■ What is required
Write out exactly the line containing "carry the prefix" along with each line that follows it in the records below, and no others.
────────────────────
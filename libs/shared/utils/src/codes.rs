/// Next human-readable code in a `PREFIXnnn` sequence.
///
/// `latest` is the most recently issued code. When it is missing or does not
/// carry the prefix followed by digits, numbering restarts from `fallback + 1`.
pub fn next_sequential_code(prefix: &str, width: usize, latest: Option<&str>, fallback: u64) -> String {
    let next = latest
        .and_then(|code| code.strip_prefix(prefix))
        .and_then(|digits| digits.parse::<u64>().ok())
        .map(|n| n + 1)
        .unwrap_or(fallback + 1);

    format!("{}{:0width$}", prefix, next, width = width)
}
────────────────────
■ Answer space
/// carry the prefix followed by digits, numbering restarts from `fallback + 1`.
pub fn next_sequential_code(prefix: &str, width: usize, latest: Option<&str>, fallback: u64) -> String {
    let next = latest
        .and_then(|code| code.strip_prefix(prefix))
        .and_then(|digits| digits.parse::<u64>().ok())
        .map(|n| n + 1)
        .unwrap_or(fallback + 1);

    format!("{}{:0width$}", prefix, next, width = width)
}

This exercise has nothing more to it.